> **YOUR TASK**
If a line below contains the string "used", copy it out.

====

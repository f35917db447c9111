//! TrueType subsetting
//!
//! Only the glyphs reachable from the used set survive. Outlines of every
//! other glyph are dropped but their slots stay, so glyph IDs (and with them
//! the CIDs written into content streams) are unchanged.

use std::collections::BTreeSet;
use std::io::Write;

use flate2::write::ZlibEncoder;
use flate2::Compression;

use crate::error::{Error, Result};
use crate::font::truetype::{read_i16, read_u16, TrueTypeFont};
use crate::font::SubsetFont;

/// Tables kept in the subset, in ASCII tag order.
pub const KEPT_TABLES: [&[u8; 4]; 9] = [
    b"cvt ", b"fpgm", b"glyf", b"head", b"hhea", b"hmtx", b"loca", b"maxp", b"prep",
];

/// Hinting tables that not every font carries.
const OPTIONAL_TABLES: [&[u8; 4]; 3] = [b"cvt ", b"fpgm", b"prep"];

// composite glyph component flags
const ARG_1_AND_2_ARE_WORDS: u16 = 0x0001;
const WE_HAVE_A_SCALE: u16 = 0x0008;
const MORE_COMPONENTS: u16 = 0x0020;
const WE_HAVE_AN_X_AND_Y_SCALE: u16 = 0x0040;
const WE_HAVE_A_TWO_BY_TWO: u16 = 0x0080;

/// Result of subsetting one font.
#[derive(Debug, Clone)]
pub struct SubsetOutput {
    /// Uncompressed sfnt file.
    pub sfnt: Vec<u8>,
    /// Zlib-compressed `sfnt`, ready for a `/FlateDecode` stream.
    pub compressed: Vec<u8>,
    /// Glyph closure, `.notdef` included.
    pub glyphs: BTreeSet<u16>,
}

/// Subset `font` down to the glyphs its usage map needs.
pub fn subset(font: &SubsetFont) -> Result<SubsetOutput> {
    let ttf = TrueTypeFont::parse(&font.bytes)?;

    let mut used = Vec::with_capacity(font.glyph_usage.len());
    for ch in font.glyph_usage.keys() {
        used.push(ttf.glyph_index(*ch).ok_or(Error::GlyphNotFound(*ch))?);
    }

    let glyphs = glyph_closure(&ttf, used)?;
    let (glyf, loca) = rebuild_glyf_loca(&ttf, &glyphs);
    let sfnt = assemble(&ttf, glyf, loca)?;
    let compressed = compress(&sfnt)?;

    log::debug!(
        "Subset font {}: {} glyphs kept of {}, {} -> {} bytes ({} compressed)",
        font.font_ref,
        glyphs.len(),
        ttf.num_glyphs(),
        font.bytes.len(),
        sfnt.len(),
        compressed.len()
    );
    Ok(SubsetOutput {
        sfnt,
        compressed,
        glyphs,
    })
}

/// Every glyph needed to draw `used`: the glyphs themselves, `.notdef`, and
/// all components of composite glyphs, followed to any depth.
pub fn glyph_closure(
    font: &TrueTypeFont,
    used: impl IntoIterator<Item = u16>,
) -> Result<BTreeSet<u16>> {
    let mut closure = BTreeSet::new();
    let mut pending = Vec::new();
    for gid in std::iter::once(0).chain(used) {
        if closure.insert(gid) {
            pending.push(gid);
        }
    }

    while let Some(gid) = pending.pop() {
        for component in composite_components(font.glyph_data(gid))? {
            if component >= font.num_glyphs() {
                log::warn!("Glyph {} references missing glyph {}", gid, component);
                continue;
            }
            if closure.insert(component) {
                pending.push(component);
            }
        }
    }
    Ok(closure)
}

/// Glyph IDs referenced by a composite outline; empty for simple glyphs.
pub fn composite_components(glyph: &[u8]) -> Result<Vec<u16>> {
    let mut components = Vec::new();
    if glyph.is_empty() || read_i16(glyph, 0)? >= 0 {
        return Ok(components);
    }

    // numberOfContours, then the glyph bounding box
    let mut offset = 10;
    loop {
        let flags = read_u16(glyph, offset)?;
        components.push(read_u16(glyph, offset + 2)?);
        offset += 4;

        offset += if flags & ARG_1_AND_2_ARE_WORDS != 0 { 4 } else { 2 };
        if flags & WE_HAVE_A_SCALE != 0 {
            offset += 2;
        } else if flags & WE_HAVE_AN_X_AND_Y_SCALE != 0 {
            offset += 4;
        } else if flags & WE_HAVE_A_TWO_BY_TWO != 0 {
            offset += 8;
        }

        if flags & MORE_COMPONENTS == 0 {
            break;
        }
    }
    Ok(components)
}

/// New `glyf` and `loca` holding outlines only for glyphs in `keep`.
pub fn rebuild_glyf_loca(font: &TrueTypeFont, keep: &BTreeSet<u16>) -> (Vec<u8>, Vec<u8>) {
    let mut glyf = Vec::new();
    let mut offsets = Vec::with_capacity(font.num_glyphs() as usize + 1);
    for gid in 0..font.num_glyphs() {
        offsets.push(glyf.len());
        if keep.contains(&gid) {
            glyf.extend_from_slice(font.glyph_data(gid));
        }
    }
    offsets.push(glyf.len());

    let mut loca = Vec::new();
    for offset in offsets {
        if font.is_long_loca() {
            loca.extend_from_slice(&(offset as u32).to_be_bytes());
        } else {
            loca.extend_from_slice(&((offset / 2) as u16).to_be_bytes());
        }
    }
    (glyf, loca)
}

/// Write an sfnt file from the kept tables, with `glyf` and `loca` replaced.
pub fn assemble(font: &TrueTypeFont, mut glyf: Vec<u8>, mut loca: Vec<u8>) -> Result<Vec<u8>> {
    let mut tables: Vec<(&[u8; 4], Vec<u8>)> = Vec::with_capacity(KEPT_TABLES.len());
    for tag in KEPT_TABLES {
        let data = match tag {
            b"glyf" => std::mem::take(&mut glyf),
            b"loca" => std::mem::take(&mut loca),
            _ => match font.table(tag) {
                Some(data) => data.to_vec(),
                None if OPTIONAL_TABLES.contains(&tag) => {
                    log::debug!("Font has no '{}' table", String::from_utf8_lossy(tag));
                    continue;
                }
                None => {
                    return Err(Error::FontParse(format!(
                        "missing required table '{}'",
                        String::from_utf8_lossy(tag)
                    )))
                }
            },
        };
        tables.push((tag, data));
    }

    let num_tables = tables.len() as u16;
    let entry_selector = num_tables.ilog2() as u16;
    let search_range = 16 * (1u16 << entry_selector);
    let range_shift = num_tables * 16 - search_range;

    let mut out = Vec::new();
    out.extend_from_slice(&0x0001_0000u32.to_be_bytes());
    out.extend_from_slice(&num_tables.to_be_bytes());
    out.extend_from_slice(&search_range.to_be_bytes());
    out.extend_from_slice(&entry_selector.to_be_bytes());
    out.extend_from_slice(&range_shift.to_be_bytes());

    let mut offset = 12 + 16 * tables.len();
    for (tag, data) in &tables {
        out.extend_from_slice(*tag);
        out.extend_from_slice(&checksum(data).to_be_bytes());
        out.extend_from_slice(&(offset as u32).to_be_bytes());
        out.extend_from_slice(&(data.len() as u32).to_be_bytes());
        offset += padded_len(data.len());
    }
    for (_, data) in &tables {
        out.extend_from_slice(data);
        out.resize(out.len() + padded_len(data.len()) - data.len(), 0);
    }
    Ok(out)
}

fn padded_len(len: usize) -> usize {
    (len + 3) & !3
}

/// Sum of big-endian 32-bit words, the last one zero-padded.
pub fn checksum(data: &[u8]) -> u32 {
    data.chunks(4).fold(0u32, |sum, chunk| {
        let mut word = [0u8; 4];
        word[..chunk.len()].copy_from_slice(chunk);
        sum.wrapping_add(u32::from_be_bytes(word))
    })
}

fn compress(data: &[u8]) -> Result<Vec<u8>> {
    let mut encoder = ZlibEncoder::new(Vec::new(), Compression::default());
    encoder.write_all(data)?;
    Ok(encoder.finish()?)
}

====

> **ANSWER TO THIS TASK**
//! Only the glyphs reachable from the used set survive. Outlines of every
    let mut used = Vec::with_capacity(font.glyph_usage.len());
        used.push(ttf.glyph_index(*ch).ok_or(Error::GlyphNotFound(*ch))?);
    let glyphs = glyph_closure(&ttf, used)?;
/// Every glyph needed to draw `used`: the glyphs themselves, `.notdef`, and
    used: impl IntoIterator<Item = u16>,
    for gid in std::iter::once(0).chain(used) {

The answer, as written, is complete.